Report every line of the listing below in which the string "register" appears.

Excerpted data -
###
//! Per-chunk biome sources backed by data received with the chunk.

use std::sync::Arc;

use lattice_coords::{COLUMNS_PER_CHUNK, InChunkPosition};

use crate::biome::{Biome, BiomeId, BiomeRegistry};

/// Resolves the biome at a position inside one chunk.
///
/// Implementations receive the y coordinate unclamped and decide themselves
/// what an out-of-range y means.
pub trait BiomeSource: Send + Sync {
    fn get(&self, position: InChunkPosition) -> Option<Arc<Biome>>;
}

/// The same biome everywhere.
#[derive(Clone, Debug)]
pub struct FixedBiomeSource {
    biome: Option<Arc<Biome>>,
}

impl FixedBiomeSource {
    pub fn new(biome: Option<Arc<Biome>>) -> Self {
        Self { biome }
    }
}

impl BiomeSource for FixedBiomeSource {
    fn get(&self, _position: InChunkPosition) -> Option<Arc<Biome>> {
        self.biome.clone()
    }
}

/// One biome per column, independent of y (legacy 16×16 layout).
#[derive(Clone, Debug)]
pub struct ColumnBiomeSource {
    columns: Vec<Option<Arc<Biome>>>,
}

impl ColumnBiomeSource {
    /// Resolves 256 wire ids (`x | z << 4` order). `None` unless exactly 256.
    pub fn from_ids(ids: &[u16], registry: &BiomeRegistry) -> Option<Self> {
        if ids.len() != COLUMNS_PER_CHUNK {
            return None;
        }
        let columns = ids
            .iter()
            .map(|&id| registry.get(BiomeId(id)).cloned())
            .collect();
        Some(Self { columns })
    }
}

impl BiomeSource for ColumnBiomeSource {
    fn get(&self, position: InChunkPosition) -> Option<Arc<Biome>> {
        self.columns[position.xz_index()].clone()
    }
}

/// One biome per 4×4×4 cell, 64 cells per section (modern layout).
#[derive(Clone, Debug)]
pub struct CellBiomeSource {
    min_section: i32,
    cells: Vec<Option<Arc<Biome>>>,
}

impl CellBiomeSource {
    const CELLS_PER_SECTION: usize = 64;

    /// Resolves wire ids for consecutive sections starting at `min_section`.
    /// `None` if the id count is not a multiple of 64.
    pub fn from_ids(min_section: i32, ids: &[u16], registry: &BiomeRegistry) -> Option<Self> {
        if ids.is_empty() || ids.len() % Self::CELLS_PER_SECTION != 0 {
            return None;
        }
        let cells = ids
            .iter()
            .map(|&id| registry.get(BiomeId(id)).cloned())
            .collect();
        Some(Self { min_section, cells })
    }

    fn index(&self, position: InChunkPosition) -> Option<usize> {
        let section = position.section_height() - self.min_section;
        if section < 0 {
            return None;
        }
        let in_section = position.in_section_position();
        let cell = ((in_section.y() >> 2) << 4) | ((in_section.z() >> 2) << 2) | (in_section.x() >> 2);
        let index = section as usize * Self::CELLS_PER_SECTION + cell as usize;
        (index < self.cells.len()).then_some(index)
    }
}

impl BiomeSource for CellBiomeSource {
    /// Positions outside the sent sections have no biome.
    fn get(&self, position: InChunkPosition) -> Option<Arc<Biome>> {
        self.index(position).and_then(|index| self.cells[index].clone())
    }
}

#[cfg(test)]
mod tests {
    use super::*;

    fn registry() -> BiomeRegistry {
        let mut registry = BiomeRegistry::new();
        registry.register(Biome::new("ocean", 0.5, 0.5)).unwrap();
        registry.register(Biome::new("forest", 0.7, 0.8)).unwrap();
        registry
    }

    #[test]
    fn test_fixed_ignores_position() {
        let biome = Arc::new(Biome::new("plains", 0.8, 0.4));
        let source = FixedBiomeSource::new(Some(biome.clone()));
        let found = source.get(InChunkPosition::new(3, -900, 9)).unwrap();
        assert!(Arc::ptr_eq(&found, &biome));
        assert!(FixedBiomeSource::new(None).get(InChunkPosition::new(0, 0, 0)).is_none());
    }

    #[test]
    fn test_column_source_indexes_by_column() {
        let registry = registry();
        let mut ids = vec![0u16; 256];
        ids[5 | (7 << 4)] = 1;
        ids[1] = 99;
        let source = ColumnBiomeSource::from_ids(&ids, &registry).unwrap();

        assert_eq!(source.get(InChunkPosition::new(5, 64, 7)).unwrap().name, "forest");
        assert_eq!(source.get(InChunkPosition::new(5, -3, 7)).unwrap().name, "forest");
        assert_eq!(source.get(InChunkPosition::new(0, 0, 0)).unwrap().name, "ocean");
        assert!(source.get(InChunkPosition::new(1, 0, 0)).is_none(), "unknown id");
        assert!(ColumnBiomeSource::from_ids(&ids[..200], &registry).is_none());
    }

    #[test]
    fn test_cell_source_uses_quarter_resolution() {
        let registry = registry();
        // Two sections starting at section -1.
        let mut ids = vec![0u16; 128];
        // Section 0 (second), cell x=1 y=2 z=3.
        ids[64 + ((2 << 4) | (3 << 2) | 1)] = 1;
        let source = CellBiomeSource::from_ids(-1, &ids, &registry).unwrap();

        assert_eq!(source.get(InChunkPosition::new(4, 8, 12)).unwrap().name, "forest");
        assert_eq!(source.get(InChunkPosition::new(7, 11, 15)).unwrap().name, "forest");
        assert_eq!(source.get(InChunkPosition::new(8, 11, 15)).unwrap().name, "ocean");
        assert_eq!(source.get(InChunkPosition::new(0, -16, 0)).unwrap().name, "ocean");
        assert!(source.get(InChunkPosition::new(0, -17, 0)).is_none(), "below first section");
        assert!(source.get(InChunkPosition::new(0, 16, 0)).is_none(), "above last section");
        assert!(CellBiomeSource::from_ids(0, &ids[..100], &registry).is_none());
    }
}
###
Solution below -
        registry.register(Biome::new("ocean", 0.5, 0.5)).unwrap();
        registry.register(Biome::new("forest", 0.7, 0.8)).unwrap();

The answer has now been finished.